A pupil records the lesson - four steps that protect the teacher and end the performance

Tyler, 14 · Secondary, Year 9

The situation

Ms Patel is mid-way through a Year 9 maths lesson when she notices Tyler holding his phone below desk level at an unusual angle. The lens is pointed at her. He has not hidden this particularly well - two or three nearby pupils are exchanging glances. Tyler notices that Ms Patel has noticed. For a moment, neither of them moves.

Ms Patel feels her face flush. She feels simultaneously furious, exposed, and genuinely unsure what she is legally allowed to do. Her first instinct is to cross the room and take the phone. Her second is to raise her voice. She does neither - but she does not know what to do instead.

What the teacher sees

A direct, public violation of her privacy and professional dignity. A deliberate provocation, performed in front of witnesses. The instinct to act decisively and immediately - to remove the threat, restore authority, signal to the class that this is unacceptable - is entirely understandable. It is also, in this situation, precisely the wrong move.

What is actually happening

Tyler is not recording Ms Patel because he is angry with her. He is recording her because he wants content. The reaction - her distress, her anger, a shouting match, a physical struggle over the phone - is the content. As Jolanta Kawaler makes clear in Module 5, Lesson 3, an emotional response from the teacher at this moment is exactly what the pupil is hoping for. It will be edited, captioned, and posted on TikTok before the end of the school day. The teacher's escalation becomes the story.

There is also a legal reality Tyler may be unaware of. Recording itself occupies a grey area in a school setting. But distributing an image without consent is unlawful under Copyright Law and Civil Code provisions on image rights. Content designed to humiliate a named professional during the course of their duties may constitute harassment. Teachers are legally protected while performing their professional role. This is not a private dispute between two people. It is a matter with legal and safeguarding dimensions.

The key lesson

Jolanta's four-step procedure is designed precisely for this moment.

Step one - Freeze Frame: Ms Patel stops the lesson. She does not raise her voice. She delivers one calm, clear instruction, audible to the room: "Tyler, please stop recording and put the phone away. You are violating my personal rights and the school's regulations."

One sentence. No explanation. No negotiation. No physical approach.

Step two: if Tyler does not comply, she sends another pupil to fetch a member of SLT. She does not manage this alone.

Step three: if footage has been shared online, she takes screenshots before making any contact with Tyler, his parents, or the platform. She does not request deletion until she has copies - deletion destroys the evidence base.

Step four: a formal incident report that day, not the following morning. Date, time, room, verbatim exchange, names of witnesses, links to any content found online.

Where the recording has been shared publicly, involves harassment, or has caused significant distress, the matter is referred to the police through the school's safeguarding procedures. Not every recording incident requires police involvement - but the option should be explicitly part of the documented procedure, and the DSL should advise on the threshold.

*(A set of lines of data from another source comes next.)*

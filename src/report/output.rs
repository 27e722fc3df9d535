//! Rendering of an [`AnalysisResult`].
//!
//! Two formats are supported: pretty-printed JSON for machine consumption and
//! a coloured text summary for humans.

use std::fmt::{Display, Formatter, Result as FmtResult};

use anyhow::Result;
use colored::Colorize;

use super::AnalysisResult;

/// Number of directory entries shown in the text summary.
pub const TREE_PREVIEW_LEN: usize = 15;

const RULE_WIDTH: usize = 60;

/// Serialize the full result as pretty-printed JSON.
///
/// # Errors
///
/// Returns an error if serialization fails.
pub fn render_json(result: &AnalysisResult) -> Result<String> {
    Ok(serde_json::to_string_pretty(result)?)
}

impl Display for AnalysisResult {
    /// Format the human-readable summary.
    ///
    /// Empty UI-framework and routing sections are omitted, and only the first
    /// [`TREE_PREVIEW_LEN`] directory entries are listed.
    fn fmt(&self, f: &mut Formatter<'_>) -> FmtResult {
        let rule = "=".repeat(RULE_WIDTH);

        writeln!(f, "{rule}")?;
        writeln!(f, "{}", "CODEBASE ANALYSIS REPORT".bold())?;
        writeln!(f, "{rule}\n")?;

        writeln!(f, "{} {}", "Path:".bold(), self.path.display())?;
        writeln!(
            f,
            "{} {}",
            "Stack Type:".bold(),
            self.stack_type.as_str().cyan()
        )?;
        writeln!(f, "{} {}\n", "Language:".bold(), self.language.as_str().cyan())?;

        writeln!(f, "{}", "Frameworks Detected:".bold())?;
        for framework in &self.frameworks {
            writeln!(f, "  - {}", framework.green())?;
        }
        writeln!(f)?;

        if !self.ui_frameworks.is_empty() {
            writeln!(f, "{}", "UI/CSS Frameworks:".bold())?;
            for framework in &self.ui_frameworks {
                writeln!(f, "  - {}", framework.green())?;
            }
            writeln!(f)?;
        }

        if let Some(kind) = self.routing.kind {
            writeln!(f, "{} {}", "Routing:".bold(), kind.yellow())?;
            for path in &self.routing.paths {
                writeln!(f, "  - {path}")?;
            }
            writeln!(f)?;
        }

        let files = &self.suggested_preset_files;
        writeln!(f, "{}", "Suggested Preset Files:".bold())?;
        writeln!(f, "  Required: {}", files.required.join(", "))?;
        writeln!(f, "  Optional: {}\n", files.optional.join(", "))?;

        writeln!(f, "{}", "Directory Structure (top directories):".bold())?;
        for dir in self.directory_tree.iter().take(TREE_PREVIEW_LEN) {
            writeln!(f, "  {dir}/")?;
        }
        if self.directory_tree.len() > TREE_PREVIEW_LEN {
            let more = format!(
                "... and {} more",
                self.directory_tree.len() - TREE_PREVIEW_LEN
            );
            writeln!(f, "  {}", more.dimmed())?;
        }

        write!(f, "\n{rule}")
    }
}

/// Print the result to stdout in the requested format.
///
/// # Errors
///
/// Returns an error if JSON serialization fails.
pub fn print_result(result: &AnalysisResult, json: bool) -> Result<()> {
    if json {
        println!("{}", render_json(result)?);
    } else {
        println!("{result}");
    }

    Ok(())
}
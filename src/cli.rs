//! Command-line interface definition.
//!
//! Every option is optional on the command line so that values from the
//! configuration file can fill the gaps. Precedence is
//! **CLI argument > config file > hardcoded default**.

use std::path::PathBuf;

use clap::Parser;

use crate::config::{DEFAULT_MAX_DEPTH, FileConfig, ScanOptions, file::expand_tilde};

#[derive(Parser)]
struct OutputArgs {
    /// Output the full analysis as JSON
    #[arg(long)]
    json: bool,

    /// Print the text report even if the config file enables JSON
    #[arg(long, conflicts_with = "json")]
    no_json: bool,
}

#[derive(Parser)]
struct ScanningArgs {
    /// Max directory depth listed in the directory tree [default: 3]
    #[arg(short = 'd', long)]
    depth: Option<usize>,

    /// Show read and parse errors that were skipped during analysis
    #[arg(short = 'v', long)]
    verbose: bool,

    /// Extra directory names to skip while walking the project
    #[arg(long, action = clap::ArgAction::Append)]
    skip: Vec<String>,
}

#[derive(Parser)]
#[command(name = "stackscan", version)]
#[command(
    about = "Classify a project's frameworks, UI toolkits, routing and stack type for preset generation"
)]
pub struct Cli {
    /// Path to analyze [default: current directory]
    pub path: Option<PathBuf>,

    /// Output options
    #[command(flatten)]
    output: OutputArgs,

    /// Scanning options
    #[command(flatten)]
    scanning: ScanningArgs,
}

impl Cli {
    /// The directory to analyze.
    #[must_use]
    pub fn directory(&self, config: &FileConfig) -> PathBuf {
        self.path.clone().unwrap_or_else(|| {
            config
                .dir
                .as_deref()
                .map_or_else(|| PathBuf::from("."), expand_tilde)
        })
    }

    /// Whether JSON output was requested.
    ///
    /// `--json` and `--no-json` both take precedence over the config file.
    #[must_use]
    pub fn json(&self, config: &FileConfig) -> bool {
        if self.output.no_json {
            return false;
        }
        self.output.json || config.json.unwrap_or(false)
    }

    /// Scanning options merged from the CLI and the config file.
    ///
    /// Skip lists from both sources are combined.
    #[must_use]
    pub fn scan_options(&self, config: &FileConfig) -> ScanOptions {
        let mut skip = config.scanning.skip.clone().unwrap_or_default();
        skip.extend(self.scanning.skip.iter().cloned());

        ScanOptions {
            max_depth: self
                .scanning
                .depth
                .or(config.scanning.depth)
                .unwrap_or(DEFAULT_MAX_DEPTH),
            verbose: self.scanning.verbose || config.scanning.verbose.unwrap_or(false),
            skip,
        }
    }
}

#[cfg(test)]
mod tests {
    use super::*;
    use crate::config::file::FileScanConfig;
    use std::path::Path;

    fn parse(args: &[&str]) -> Cli {
        Cli::try_parse_from(std::iter::once("stackscan").chain(args.iter().copied())).unwrap()
    }

    #[test]
    fn test_defaults() {
        let cli = parse(&[]);
        let config = FileConfig::default();

        assert_eq!(cli.directory(&config), PathBuf::from("."));
        assert!(!cli.json(&config));

        let options = cli.scan_options(&config);
        assert_eq!(options.max_depth, 3);
        assert!(!options.verbose);
        assert!(options.skip.is_empty());
    }

    #[test]
    fn test_all_flags() {
        let cli = parse(&[
            "/tmp/project",
            "--json",
            "--depth",
            "5",
            "-v",
            "--skip",
            "fixtures",
            "--skip",
            "e2e",
        ]);
        let config = FileConfig::default();

        assert_eq!(cli.directory(&config), Path::new("/tmp/project"));
        assert!(cli.json(&config));

        let options = cli.scan_options(&config);
        assert_eq!(options.max_depth, 5);
        assert!(options.verbose);
        assert_eq!(options.skip, vec!["fixtures", "e2e"]);
    }

    #[test]
    fn test_config_fills_missing_values() {
        let cli = parse(&[]);
        let config = FileConfig {
            dir: Some(PathBuf::from("/srv/app")),
            json: Some(true),
            scanning: FileScanConfig {
                depth: Some(2),
                verbose: Some(true),
                skip: Some(vec!["storybook-static".to_string()]),
            },
        };

        assert_eq!(cli.directory(&config), Path::new("/srv/app"));
        assert!(cli.json(&config));

        let options = cli.scan_options(&config);
        assert_eq!(options.max_depth, 2);
        assert!(options.verbose);
        assert_eq!(options.skip, vec!["storybook-static"]);
    }

    #[test]
    fn test_cli_overrides_config() {
        let cli = parse(&["web", "--depth", "0", "--skip", "e2e"]);
        let config = FileConfig {
            dir: Some(PathBuf::from("/srv/app")),
            json: None,
            scanning: FileScanConfig {
                depth: Some(6),
                verbose: None,
                skip: Some(vec!["fixtures".to_string()]),
            },
        };

        assert_eq!(cli.directory(&config), Path::new("web"));

        let options = cli.scan_options(&config);
        assert_eq!(options.max_depth, 0);
        assert_eq!(options.skip, vec!["fixtures", "e2e"]);
    }

    #[test]
    fn test_no_json_overrides_config() {
        let config = FileConfig {
            json: Some(true),
            ..FileConfig::default()
        };

        assert!(parse(&[]).json(&config));
        assert!(!parse(&["--no-json"]).json(&config));
    }

    #[test]
    fn test_json_and_no_json_conflict() {
        let result = Cli::try_parse_from(["stackscan", "--json", "--no-json"]);
        assert!(result.is_err());
    }

    #[test]
    fn test_rejects_negative_depth() {
        let result = Cli::try_parse_from(["stackscan", "--depth", "-1"]);
        assert!(result.is_err());
    }
}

Jolanta's counter-intuitive insight is worth stating explicitly: a teacher who does not panic, who cites regulations calmly and calls the headteacher without visible distress, ends the performance. Tyler had planned for an emotional reaction. He had not planned for a procedure.

Reflection question
Before Ms Patel noticed, three other pupils had already seen what Tyler was doing and said nothing. After the incident, she wonders whether to address those pupils too. Should she - and if so, how?
Yes - but not as a punishment. The pupils who said nothing were in a genuinely difficult position: speaking up against a peer in Year 9 carries significant social cost, and they should not be held to an adult standard of moral courage in the heat of the moment. The conversation to have - with the class, not targeting individuals - is about bystander behaviour in a digital context. The question is not "why didn't you stop him?" but "what would you have wanted someone to do if that had been you being recorded?" This reframes the situation from blame to perspective-taking - the same mechanism that underpins the Oxford Debate. It also brings the class into the solution rather than leaving them implicated in the original act. Document the class conversation as part of the pastoral record.

Available now

More case studies from this programme

Each programme includes video, materials, case studies and a certificate.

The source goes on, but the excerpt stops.